What you should do :: Report every line of the records beneath this task that holds the string "await".

Material shown ::
<<<<

//! Movie catalog pipelines
//!
//! - [`normalize`]: reconcile client payloads into the canonical movie fields
//! - [`listing`]: cache-aside snapshot with in-memory search, sort and pagination
//! - [`writes`]: create, update, delete and owner backfill

pub mod listing;
pub mod normalize;
pub mod writes;

pub use listing::{list_movies, ListParams, ListQuery, MoviePage, SortOrder, MOVIES_CACHE_KEY};
pub use normalize::normalize_movie;
pub use writes::MovieWriter;
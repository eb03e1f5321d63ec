//! Movie listing pipeline
//!
//! Every listing request works from the full movie snapshot held in the
//! cache under [`MOVIES_CACHE_KEY`]. Search, sort and pagination run in
//! memory, so the cached value never depends on query parameters.

use std::cmp::Ordering;
use std::time::Duration;

use serde::Deserialize;
use utoipa::IntoParams;

use crate::cache::{get_or_set, CacheStore};
use crate::db::MovieStore;
use crate::error::{AppError, AppResult};
use crate::models::{Movie, Pagination};
use crate::parser::{leading_year, parse_release_date};

/// Cache key of the full movie snapshot
pub const MOVIES_CACHE_KEY: &str = "movies_full_list";

pub const DEFAULT_PAGE: u64 = 1;
pub const DEFAULT_LIMIT: u64 = 10;

const INVALID_PAGINATION: &str = "Page and limit must be positive numbers";

/// Listing order
#[derive(Debug, Clone, Copy, PartialEq, Eq, Default)]
pub enum SortOrder {
    /// Leading year, newest first
    Latest,
    /// Leading year, oldest first
    Oldest,
    RatingDesc,
    RatingAsc,
    TitleAsc,
    TitleDesc,
    /// Release date, most recent first
    #[default]
    Released,
}

impl SortOrder {
    /// Parse a `sort` parameter; anything unrecognized orders by release date
    pub fn parse(raw: Option<&str>) -> Self {
        match raw.map(str::trim) {
            Some("latest") => SortOrder::Latest,
            Some("oldest") => SortOrder::Oldest,
            Some("rating_desc") => SortOrder::RatingDesc,
            Some("rating_asc") => SortOrder::RatingAsc,
            Some("title_asc") => SortOrder::TitleAsc,
            Some("title_desc") => SortOrder::TitleDesc,
            _ => SortOrder::Released,
        }
    }

    /// Compare two movies under this order
    pub fn compare(&self, a: &Movie, b: &Movie) -> Ordering {
        match self {
            SortOrder::Latest => year_key(b).cmp(&year_key(a)),
            SortOrder::Oldest => year_key(a).cmp(&year_key(b)),
            SortOrder::RatingDesc => b.imdb_rating.total_cmp(&a.imdb_rating),
            SortOrder::RatingAsc => a.imdb_rating.total_cmp(&b.imdb_rating),
            SortOrder::TitleAsc => a.title.cmp(&b.title),
            SortOrder::TitleDesc => b.title.cmp(&a.title),
            SortOrder::Released => released_key(b).cmp(&released_key(a)),
        }
    }
}

/// Unparsable years sort as year 0
fn year_key(movie: &Movie) -> i64 {
    leading_year(movie.year.as_deref()).unwrap_or(0)
}

/// Unparsable release dates sort as the Unix epoch
fn released_key(movie: &Movie) -> chrono::NaiveDate {
    parse_release_date(movie.released.as_deref()).unwrap_or_default()
}

/// Raw query string of `GET /api/movies`
#[derive(Debug, Clone, Default, Deserialize, IntoParams)]
#[into_params(parameter_in = Query)]
pub struct ListParams {
    /// 1-based page number (default 1)
    pub page: Option<String>,
    /// Page size (default 10)
    pub limit: Option<String>,
    /// Case-insensitive substring matched against title, plot and director
    pub search: Option<String>,
    /// latest, oldest, rating_desc, rating_asc, title_asc or title_desc
    pub sort: Option<String>,
}

/// Validated listing request
#[derive(Debug, Clone, PartialEq, Eq)]
pub struct ListQuery {
    pub page: u64,
    pub limit: u64,
    pub search: String,
    pub sort: SortOrder,
}

impl Default for ListQuery {
    fn default() -> Self {
        Self {
            page: DEFAULT_PAGE,
            limit: DEFAULT_LIMIT,
            search: String::new(),
            sort: SortOrder::default(),
        }
    }
}

fn positive(raw: Option<&str>, default: u64) -> AppResult<u64> {
    match raw.map(str::trim) {
        None | Some("") => Ok(default),
        Some(value) => value
            .parse::<u64>()
            .ok()
            .filter(|n| *n >= 1)
            .ok_or_else(|| AppError::validation(INVALID_PAGINATION)),
    }
}

impl ListQuery {
    /// Validate query parameters
    ///
    /// # Errors
    /// [`AppError::Validation`] when `page` or `limit` is not a positive integer.
    pub fn from_params(params: &ListParams) -> AppResult<Self> {
        Ok(Self {
            page: positive(params.page.as_deref(), DEFAULT_PAGE)?,
            limit: positive(params.limit.as_deref(), DEFAULT_LIMIT)?,
            search: params.search.clone().unwrap_or_default(),
            sort: SortOrder::parse(params.sort.as_deref()),
        })
    }
}

/// One page of the filtered, sorted listing
#[derive(Debug, Clone, PartialEq)]
pub struct MoviePage {
    pub movies: Vec<Movie>,
    pub pagination: Pagination,
}

/// Whether `movie` matches a search term
///
/// An empty term matches everything.
pub fn matches_search(movie: &Movie, search: &str) -> bool {
    if search.is_empty() {
        return true;
    }
    let needle = search.to_lowercase();
    let contains = |field: Option<&str>| {
        field
            .map(|value| value.to_lowercase().contains(&needle))
            .unwrap_or(false)
    };

    contains(Some(movie.title.as_str()))
        || contains(movie.plot.as_deref())
        || contains(movie.director.as_deref())
}

/// Filter, sort and slice a snapshot
pub fn select_page(snapshot: Vec<Movie>, query: &ListQuery) -> MoviePage {
    let mut movies: Vec<Movie> = snapshot
        .into_iter()
        .filter(|movie| matches_search(movie, &query.search))
        .collect();
    movies.sort_by(|a, b| query.sort.compare(a, b));

    let total = movies.len() as u64;
    let start = query.page.saturating_sub(1).saturating_mul(query.limit);
    let movies = movies
        .into_iter()
        .skip(usize::try_from(start).unwrap_or(usize::MAX))
        .take(usize::try_from(query.limit).unwrap_or(usize::MAX))
        .collect();

    MoviePage {
        movies,
        pagination: Pagination {
            current_page: query.page,
            total_pages: total.div_ceil(query.limit.max(1)),
            total_movies: total,
            movies_per_page: query.limit,
        },
    }
}

/// Fetch the movie snapshot through the cache
///
/// On a miss the whole collection is read from `store` and cached for `ttl`.
pub async fn movie_snapshot(
    store: &dyn MovieStore,
    cache: &dyn CacheStore,
    ttl: Duration,
) -> AppResult<Vec<Movie>> {
    get_or_set(cache, MOVIES_CACHE_KEY, ttl, || async {
        Ok::<_, AppError>(store.all_movies().await?)
    })
    .await
}

/// Run the listing pipeline for one request
pub async fn list_movies(
    store: &dyn MovieStore,
    cache: &dyn CacheStore,
    ttl: Duration,
    query: &ListQuery,
) -> AppResult<MoviePage> {
    let snapshot = movie_snapshot(store, cache, ttl).await?;
    Ok(select_page(snapshot, query))
}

>>>>

Answer for the task ::
        Ok::<_, AppError>(store.all_movies().await?)
    .await
    let snapshot = movie_snapshot(store, cache, ttl).await?;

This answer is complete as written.